Non vi nascondo dunque la mia paura nell’approcciarmi a questo Where The Action Is, nuovo lavoro del musicista di Edimburgo e della sua band (Paul Brown, organo e tastiere varie, Steve Wickham, violino elettrico, Aongus Ralston, basso, Ralph Salmins, batteria): ebbene, devo riconoscere con un sospiro di sollievo che il disco si lascia ascoltare senza grossi problemi, non è un capolavoro e forse neppure un grande album ma non raggiunge neppure i livelli di nefandezza musicale di Out Of All This Blue (tranne che in un caso che vedremo a breve), e forse si colloca anche un gradino più su di Modern Blues. Le sonorità sono sempre moderne e Scott non rinuncia all’uso dell’elettronica (il nome dei due produttori, Puck Fingers e Brother Paul, è tutto un programma), ma stavolta Mike è più equilibrato, non si è dimenticato a casa le canzoni e la stessa band è abbastanza in palla; il suono è a metà tra rock e pop, il folk ormai è quasi un ricordo, ma la mia paura era che l’hip-hop prendesse un’altra volta il sopravvento. E poi, come se niente fosse, giusto alla fine del disco Scott piazza la classica zampata da fuoriclasse, un brano da cinque stelle che rivaluta da solo tutto il CD. L’album parte fortissimo con la title track, un riff di chitarra aggressivo ed un suono potente, molto rock, con la sezione ritmica che pesta di brutto e Mike che canta in maniera grintosa (e non mancano dei piacevoli fills di organo): una rock song tonica e vigorosa, non il suono che ci si può aspettare ma comunque un pezzo trascinante.

Ancora chitarre in tiro per London Mick, una rock’n’roll song pimpante e diretta tra Stones e Clash (e d’altronde il brano parla di Mick Jones), sicuramente coinvolgente; Out Of All This Blue (canzone che ha il titolo dell’album precedente) è invece un gradevolissimo errebi-pop dalla melodia decisamente accattivante e di derivazione folk, un brano intrigante con i fiati che fanno pensare a Van Morrison anche se l’arrangiamento è moderno.
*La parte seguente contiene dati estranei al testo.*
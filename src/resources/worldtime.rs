use bevy_ecs::prelude::Resource;

/// Simulation clock in whole milliseconds.
///
/// Fractions of a millisecond left over from scaled frame deltas are carried
/// into the next update, so variable timesteps add up without drift.
#[derive(Resource, Clone, Copy, Debug)]
pub struct WorldTime {
    pub elapsed_ms: u64,
    pub delta_ms: u32,
    pub time_scale: f32,
    pub carry_ms: f32,
}

impl Default for WorldTime {
    fn default() -> Self {
        WorldTime {
            elapsed_ms: 0,
            delta_ms: 0,
            time_scale: 1.0,
            carry_ms: 0.0,
        }
    }
}

impl WorldTime {
    pub fn with_time_scale(mut self, time_scale: f32) -> Self {
        self.time_scale = time_scale;
        self
    }

    /// Elapsed time in seconds.
    pub fn elapsed_seconds(&self) -> f64 {
        self.elapsed_ms as f64 / 1000.0
    }
}
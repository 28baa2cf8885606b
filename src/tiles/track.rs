//! Animation tracks and the hold-frame policy.
//!
//! Tracks live in the arena of the tileset that authored them and are
//! addressed by [`TrackRef`]; tiles and cursors never copy frame data, so one
//! authored track is the single timing source for every tile using it.

use super::{LocalId, TilesetId};

/// Default duration at or above which a frame parks playback.
pub const DEFAULT_HOLD_THRESHOLD_MS: u32 = 10_000;

/// Decides which frame durations are hold frames.
///
/// The data has no explicit hold marker; a long duration is used as one. A
/// cutoff set too low turns ordinary slow frames into holds.
#[derive(Debug, Clone, Copy, PartialEq, Eq)]
pub struct HoldPolicy {
    pub threshold_ms: u32,
    /// Treat a zero duration as "indefinite".
    pub zero_is_hold: bool,
}

impl Default for HoldPolicy {
    fn default() -> Self {
        Self {
            threshold_ms: DEFAULT_HOLD_THRESHOLD_MS,
            zero_is_hold: true,
        }
    }
}

impl HoldPolicy {
    pub fn is_hold(&self, duration_ms: u32) -> bool {
        duration_ms >= self.threshold_ms || (duration_ms == 0 && self.zero_is_hold)
    }
}

/// A single animation frame.
#[derive(Debug, Clone, Copy, PartialEq, Eq)]
pub struct Frame {
    pub tile: LocalId,
    pub duration_ms: u32,
    pub hold: bool,
}

/// Index of a track in its tileset's arena.
#[derive(Debug, Clone, Copy, PartialEq, Eq, Hash, PartialOrd, Ord)]
pub struct TrackId(pub u32);

/// Non-owning handle to a track: owning tileset plus arena slot.
#[derive(Debug, Clone, PartialEq, Eq, Hash)]
pub struct TrackRef {
    pub tileset: TilesetId,
    pub track: TrackId,
}

impl TrackRef {
    pub fn new(tileset: TilesetId, track: TrackId) -> Self {
        Self { tileset, track }
    }
}

/// Ordered, non-empty frame sequence. Loops unless it reaches a hold frame.
#[derive(Debug, Clone, PartialEq, Eq)]
pub struct AnimationTrack {
    frames: Vec<Frame>,
    /// Sum of all frame durations when the track has no hold frame.
    period_ms: u64,
    has_hold: bool,
    hold_clamp_ms: u32,
}

impl AnimationTrack {
    /// Build a track from `(tile, duration)` pairs. Returns `None` when empty.
    pub fn new(frames: impl IntoIterator<Item = (LocalId, u32)>, policy: &HoldPolicy) -> Option<Self> {
        let frames: Vec<Frame> = frames
            .into_iter()
            .map(|(tile, duration_ms)| Frame {
                tile,
                duration_ms,
                hold: policy.is_hold(duration_ms),
            })
            .collect();
        if frames.is_empty() {
            return None;
        }
        let has_hold = frames.iter().any(|f| f.hold);
        let period_ms = frames.iter().map(|f| u64::from(f.duration_ms)).sum();
        Some(Self {
            frames,
            period_ms,
            has_hold,
            hold_clamp_ms: policy.threshold_ms,
        })
    }

    pub fn frames(&self) -> &[Frame] {
        &self.frames
    }

    pub fn len(&self) -> usize {
        self.frames.len()
    }

    /// Always false; tracks are non-empty by construction.
    pub fn is_empty(&self) -> bool {
        self.frames.is_empty()
    }

    pub fn frame(&self, index: usize) -> Option<&Frame> {
        self.frames.get(index)
    }

    pub fn has_hold(&self) -> bool {
        self.has_hold
    }

    /// Total duration of one loop, in milliseconds.
    pub fn period_ms(&self) -> u64 {
        self.period_ms
    }

    /// Value `elapsed_in_frame` is clamped to while parked on a hold frame.
    pub fn hold_clamp_ms(&self) -> u32 {
        self.hold_clamp_ms
    }

    pub fn contains_tile(&self, tile: LocalId) -> bool {
        self.frames.iter().any(|f| f.tile == tile)
    }
}
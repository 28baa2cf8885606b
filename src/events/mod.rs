//! Event types observed by gameplay code.
//!
//! Submodules:
//! - [`animation`] – playback reached a hold frame
pub mod animation;
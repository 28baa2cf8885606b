//! Per-tileset index of tile definitions and animation tracks.
//!
//! Built once from a [`RawTileset`]; afterwards it is never mutated and can be
//! shared for concurrent reads. Construction either succeeds completely or
//! fails with [`TileError::MalformedTileset`]; no partial index escapes.

use glam::{UVec2, Vec2};
use log::debug;
use rustc_hash::FxHashSet;

use super::definition::{Properties, TileAnimation, TileDefinition};
use super::raw::{RawObject, RawProperty, RawTile, RawTileset};
use super::shape::{GeometryShape, ShapeClass, ShapeKind};
use super::track::{AnimationTrack, HoldPolicy, TrackId};
use super::{LocalId, TilesetId};
use crate::error::{MalformedReason, TileError, TileResult};

/// Tile property naming a tileset whose animation the tile plays.
pub const EXTERNAL_ANIMATION_PROPERTY: &str = "anim";

#[derive(Debug, Clone)]
pub struct TilesetIndex {
    id: TilesetId,
    name: String,
    tile_size: UVec2,
    /// Sorted by `local_id`.
    tiles: Vec<TileDefinition>,
    tracks: Vec<AnimationTrack>,
    track_owners: Vec<LocalId>,
}

impl TilesetIndex {
    /// Build an index using the default [`HoldPolicy`].
    pub fn load(id: impl Into<TilesetId>, raw: &RawTileset) -> TileResult<Self> {
        Self::load_with_policy(id, raw, &HoldPolicy::default())
    }

    pub fn load_with_policy(
        id: impl Into<TilesetId>,
        raw: &RawTileset,
        policy: &HoldPolicy,
    ) -> TileResult<Self> {
        let id = id.into();
        let malformed = |reason| TileError::malformed(id.as_str(), reason);

        let mut listed: FxHashSet<LocalId> = FxHashSet::default();
        for tile in &raw.tiles {
            if !listed.insert(tile.id) {
                return Err(malformed(MalformedReason::DuplicateTileId(tile.id)));
            }
        }
        let grid_count = raw.grid_tile_count();
        let exists = |tile: LocalId| tile < grid_count || listed.contains(&tile);

        let mut ordered: Vec<&RawTile> = raw.tiles.iter().collect();
        ordered.sort_by_key(|t| t.id);

        let nominal = UVec2::new(raw.tilewidth, raw.tileheight);
        let mut tiles = Vec::with_capacity(ordered.len().max(grid_count as usize));
        let mut tracks = Vec::new();
        let mut track_owners = Vec::new();

        for raw_tile in ordered {
            let local_id = raw_tile.id;
            let properties = convert_properties(local_id, &raw_tile.properties).map_err(malformed)?;
            let tile_drop = bool_property(&properties, "drop").unwrap_or(false);

            let shapes = raw_tile
                .objects
                .iter()
                .map(|obj| convert_object(local_id, obj, tile_drop))
                .collect::<Result<Vec<_>, _>>()
                .map_err(malformed)?;

            let external = match properties.get(EXTERNAL_ANIMATION_PROPERTY) {
                Some(value) => match value.as_file() {
                    Some("") => return Err(malformed(MalformedReason::EmptyAnimation { tile: local_id })),
                    Some(path) => Some(path.to_string()),
                    None => None,
                },
                None => None,
            };

            let inline = if raw_tile.animation.is_empty() {
                None
            } else {
                if let Some(missing) = raw_tile.animation.iter().find(|f| !exists(f.tileid)) {
                    return Err(malformed(MalformedReason::DanglingFrame {
                        owner: local_id,
                        frame: missing.tileid,
                    }));
                }
                AnimationTrack::new(raw_tile.animation.iter().map(|f| (f.tileid, f.duration)), policy)
            };

            let animation = match (inline, external) {
                (Some(_), Some(_)) => {
                    return Err(malformed(MalformedReason::ConflictingAnimation { tile: local_id }));
                }
                (Some(track), None) => {
                    let track_id = TrackId(tracks.len() as u32);
                    tracks.push(track);
                    track_owners.push(local_id);
                    Some(TileAnimation::Inline(track_id))
                }
                (None, Some(path)) => Some(TileAnimation::External(path)),
                (None, None) => None,
            };

            tiles.push(TileDefinition {
                tileset: id.clone(),
                local_id,
                size: UVec2::new(
                    raw_tile.width.unwrap_or(nominal.x),
                    raw_tile.height.unwrap_or(nominal.y),
                ),
                shapes,
                properties,
                animation,
            });
        }

        // unlisted grid cells: plain tiles without shapes or properties
        let implicit = (0..grid_count).filter(|tile| !listed.contains(tile));
        tiles.extend(implicit.map(|local_id| TileDefinition {
            tileset: id.clone(),
            local_id,
            size: nominal,
            shapes: Vec::new(),
            properties: Properties::default(),
            animation: None,
        }));
        tiles.sort_by_key(|t| t.local_id);

        debug!(
            "Indexed tileset '{}': {} tiles, {} tracks ({} holding)",
            id,
            tiles.len(),
            tracks.len(),
            tracks.iter().filter(|t| t.has_hold()).count()
        );

        Ok(Self {
            id,
            name: raw.name.clone(),
            tile_size: nominal,
            tiles,
            tracks,
            track_owners,
        })
    }

    pub fn id(&self) -> &TilesetId {
        &self.id
    }

    pub fn name(&self) -> &str {
        &self.name
    }

    /// Nominal grid cell size.
    pub fn tile_size(&self) -> UVec2 {
        self.tile_size
    }

    pub fn len(&self) -> usize {
        self.tiles.len()
    }

    pub fn is_empty(&self) -> bool {
        self.tiles.is_empty()
    }

    /// Tiles in ascending id order.
    pub fn tiles(&self) -> impl Iterator<Item = &TileDefinition> {
        self.tiles.iter()
    }

    pub fn get(&self, local_id: LocalId) -> Option<&TileDefinition> {
        self.tiles
            .binary_search_by_key(&local_id, |t| t.local_id)
            .ok()
            .map(|i| &self.tiles[i])
    }

    pub fn contains(&self, local_id: LocalId) -> bool {
        self.get(local_id).is_some()
    }

    pub fn lookup(&self, local_id: LocalId) -> TileResult<&TileDefinition> {
        self.get(local_id).ok_or_else(|| TileError::UnknownTileId {
            tileset: self.id.to_string(),
            local_id,
        })
    }

    pub fn track(&self, track: TrackId) -> Option<&AnimationTrack> {
        self.tracks.get(track.0 as usize)
    }

    pub fn tracks(&self) -> impl Iterator<Item = (TrackId, &AnimationTrack)> {
        self.tracks.iter().enumerate().map(|(i, t)| (TrackId(i as u32), t))
    }

    pub fn track_count(&self) -> usize {
        self.tracks.len()
    }

    /// Tile that authored the track.
    pub fn track_owner(&self, track: TrackId) -> Option<LocalId> {
        self.track_owners.get(track.0 as usize).copied()
    }

    /// Track shared with tiles of other tilesets that reference this one.
    ///
    /// Tracks are stored in ascending owner id order, so this is the track of
    /// the lowest-id animated tile.
    pub fn primary_track(&self) -> Option<TrackId> {
        if self.tracks.is_empty() { None } else { Some(TrackId(0)) }
    }
}

fn bool_property(properties: &Properties, name: &str) -> Option<bool> {
    properties.get(name).and_then(|v| v.as_bool())
}

fn convert_properties(tile: LocalId, raw: &[RawProperty]) -> Result<Properties, MalformedReason> {
    let mut properties = Properties::default();
    for prop in raw {
        let value = prop.to_value().ok_or_else(|| MalformedReason::InvalidProperty {
            tile,
            name: prop.name.clone(),
        })?;
        if properties.insert(prop.name.clone(), value).is_some() {
            return Err(MalformedReason::DuplicateProperty {
                tile,
                name: prop.name.clone(),
            });
        }
    }
    Ok(properties)
}

fn convert_object(tile: LocalId, obj: &RawObject, tile_drop: bool) -> Result<GeometryShape, MalformedReason> {
    let props = convert_properties(tile, &obj.properties)?;
    let interactive = bool_property(&props, "interactive").unwrap_or(false);
    let sensor = interactive || bool_property(&props, "sensor").unwrap_or(false);
    let attack = bool_property(&props, "attack").unwrap_or(false);
    let class = ShapeClass::from_flags(sensor, attack, bool_property(&props, "drop"), tile_drop);

    let kind = match &obj.polygon {
        Some(points) if points.len() < 3 => {
            return Err(MalformedReason::DegeneratePolygon {
                tile,
                points: points.len(),
            });
        }
        Some(points) => ShapeKind::Polygon {
            points: points.iter().map(|p| Vec2::new(p.x, p.y)).collect(),
        },
        None => ShapeKind::Rectangle {
            width: obj.width,
            height: obj.height,
        },
    };

    let shape = GeometryShape {
        name: (!obj.name.is_empty()).then(|| obj.name.clone()),
        origin: Vec2::new(obj.x, obj.y),
        rotation: obj.rotation,
        kind,
        class,
        interactive,
    };
    if !shape.is_finite() {
        return Err(MalformedReason::NonFiniteGeometry { tile });
    }
    Ok(shape)
}
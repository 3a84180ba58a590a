//! Size-class dispatcher: routes variable-size requests to a family of
//! fixed-size pools keyed by the next power of two.
//!
//! Deallocation takes the same size the caller allocated with; that is
//! what locates the owning bucket. Nothing is embedded in the returned
//! pointer, which keeps the hot path header-free.

use crate::pool::fixed::PoolAllocator;
use crate::pool::lockfree::LockFreePoolAllocator;
use crate::pool::options::PoolOptions;
use crate::pool::stats::PoolStats;
use core::ptr;
use std::collections::BTreeMap;

/// The operations the dispatcher needs from a fixed-size pool.
pub trait FixedPool {
    fn with_options(object_size: usize, capacity: usize, opts: PoolOptions) -> Self;
    fn allocate(&mut self) -> *mut u8;
    fn deallocate(&mut self, ptr: *mut u8);
    fn stats(&self) -> PoolStats;
}

impl FixedPool for PoolAllocator {
    fn with_options(object_size: usize, capacity: usize, opts: PoolOptions) -> Self {
        PoolAllocator::with_options(object_size, capacity, opts)
    }

    fn allocate(&mut self) -> *mut u8 {
        PoolAllocator::allocate(self)
    }

    fn deallocate(&mut self, ptr: *mut u8) {
        PoolAllocator::deallocate(self, ptr)
    }

    fn stats(&self) -> PoolStats {
        self.get_stats()
    }
}

impl FixedPool for LockFreePoolAllocator {
    fn with_options(object_size: usize, capacity: usize, opts: PoolOptions) -> Self {
        LockFreePoolAllocator::with_options(object_size, capacity, opts)
    }

    fn allocate(&mut self) -> *mut u8 {
        LockFreePoolAllocator::allocate(self)
    }

    fn deallocate(&mut self, ptr: *mut u8) {
        LockFreePoolAllocator::deallocate(self, ptr)
    }

    fn stats(&self) -> PoolStats {
        self.get_stats()
    }
}

pub struct SizeClassPool<P: FixedPool = PoolAllocator> {
    max_object_size: usize,
    objects_per_bucket: usize,
    opts: PoolOptions,
    buckets: BTreeMap<usize, P>,
}

impl<P: FixedPool> Default for SizeClassPool<P> {
    fn default() -> Self {
        Self::new()
    }
}

impl<P: FixedPool> SizeClassPool<P> {
    pub fn new() -> Self {
        Self::with_limits(1024, 1024)
    }

    pub fn with_limits(max_object_size: usize, objects_per_bucket: usize) -> Self {
        Self::with_options(max_object_size, objects_per_bucket, PoolOptions::default())
    }

    pub fn with_options(
        max_object_size: usize,
        objects_per_bucket: usize,
        opts: PoolOptions,
    ) -> Self {
        SizeClassPool {
            max_object_size,
            objects_per_bucket,
            opts,
            buckets: BTreeMap::new(),
        }
    }

    #[inline]
    fn bucket_for(size: usize) -> usize {
        size.max(1).next_power_of_two()
    }

    /// Route to the pool for `size`'s class, creating it on first use.
    /// Null when `size` exceeds `max_object_size` or the class is full.
    pub fn allocate(&mut self, size: usize) -> *mut u8 {
        if size > self.max_object_size {
            return ptr::null_mut();
        }
        let class = Self::bucket_for(size);
        let per_bucket = self.objects_per_bucket;
        let opts = &self.opts;
        self.buckets
            .entry(class)
            .or_insert_with(|| P::with_options(class, per_bucket, opts.clone()))
            .allocate()
    }

    /// Return `ptr` to the class it was allocated from. The caller must
    /// supply the same `size` used at allocation.
    pub fn deallocate(&mut self, ptr: *mut u8, size: usize) {
        if ptr.is_null() || size > self.max_object_size {
            return;
        }
        let class = Self::bucket_for(size);
        if let Some(pool) = self.buckets.get_mut(&class) {
            pool.deallocate(ptr);
        }
    }

    /// Move `value` into a slot of the matching class.
    pub fn construct<T>(&mut self, value: T) -> Option<core::ptr::NonNull<T>> {
        crate::construct::construct_in(self, value)
    }

    /// Drop the value in place and return its slot.
    ///
    /// # Safety
    /// `ptr` must have come from `construct::<T>` on this dispatcher and
    /// not been destroyed already.
    pub unsafe fn destroy<T>(&mut self, ptr: core::ptr::NonNull<T>) {
        crate::construct::destroy_in(self, ptr);
    }

    pub fn max_object_size(&self) -> usize {
        self.max_object_size
    }

    /// Number of size classes instantiated so far.
    pub fn bucket_count(&self) -> usize {
        self.buckets.len()
    }

    /// Counter snapshot for the class serving `size`, if instantiated.
    pub fn stats_for(&self, size: usize) -> Option<PoolStats> {
        self.buckets.get(&Self::bucket_for(size)).map(P::stats)
    }
}

/// Dispatcher over lock-free pools, for callers that hand the whole
/// structure a lock of its own (the map itself is not concurrent).
pub type LockFreeSizeClassPool = SizeClassPool<LockFreePoolAllocator>;

#[cfg(test)]
mod tests {
    use super::*;

    #[test]
    fn rounds_to_next_power_of_two() {
        assert_eq!(SizeClassPool::<PoolAllocator>::bucket_for(0), 1);
        assert_eq!(SizeClassPool::<PoolAllocator>::bucket_for(1), 1);
        assert_eq!(SizeClassPool::<PoolAllocator>::bucket_for(3), 4);
        assert_eq!(SizeClassPool::<PoolAllocator>::bucket_for(64), 64);
        assert_eq!(SizeClassPool::<PoolAllocator>::bucket_for(65), 128);
    }

    #[test]
    fn oversized_requests_return_null() {
        let mut pool: SizeClassPool = SizeClassPool::with_limits(128, 8);
        assert!(pool.allocate(129).is_null());
        assert_eq!(pool.bucket_count(), 0);
    }

    #[test]
    fn buckets_are_created_lazily_and_shared_per_class() {
        let mut pool: SizeClassPool = SizeClassPool::with_limits(1024, 8);
        let a = pool.allocate(100); // class 128
        let b = pool.allocate(128); // same class
        let c = pool.allocate(10); // class 16
        assert_eq!(pool.bucket_count(), 2);
        pool.deallocate(a, 100);
        pool.deallocate(b, 128);
        pool.deallocate(c, 10);
        let s = pool.stats_for(100).unwrap();
        assert_eq!(s.alloc_calls, 2);
        assert_eq!(s.free_calls, 2);
        assert_eq!(s.in_use, 0);
    }

    #[test]
    fn class_exhaustion_is_a_null_not_an_abort() {
        let mut pool: SizeClassPool = SizeClassPool::with_limits(64, 2);
        let a = pool.allocate(32);
        let b = pool.allocate(32);
        assert!(!a.is_null() && !b.is_null());
        assert!(pool.allocate(32).is_null());
        pool.deallocate(a, 32);
        pool.deallocate(b, 32);
    }
}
Quando ho sentito per la prima volta Right Side Of Heartbreak (Wrong Side Of Love), il primo singolo uscito già da diverse settimane, non mi sono per nulla impressionato in quanto trovavo questo funky dal ritmo sostenuto piuttosto banale e privo di una vera melodia, ma già il secondo ascolto ha migliorato un po’ le cose, anche se siamo ben lontani dall’eccellenza. Per contro In My Time On Earth è una bellissima ed intensa slow ballad ad ampio respiro, un genere in cui Scott e compagni sono maestri; Ladbroke Grove Symphony torna al rock, un pezzo caratterizzato da una ritmica pressante ma con un arrangiamento rilassato, tutto basato su piano, chitarre ed un motivo coinvolgente, mentre Take Me There I Will Follow You segna il temuto ritorno alle atmosfere funky-pop-rap-hip-hop, canzone fastidiosa ed irritante.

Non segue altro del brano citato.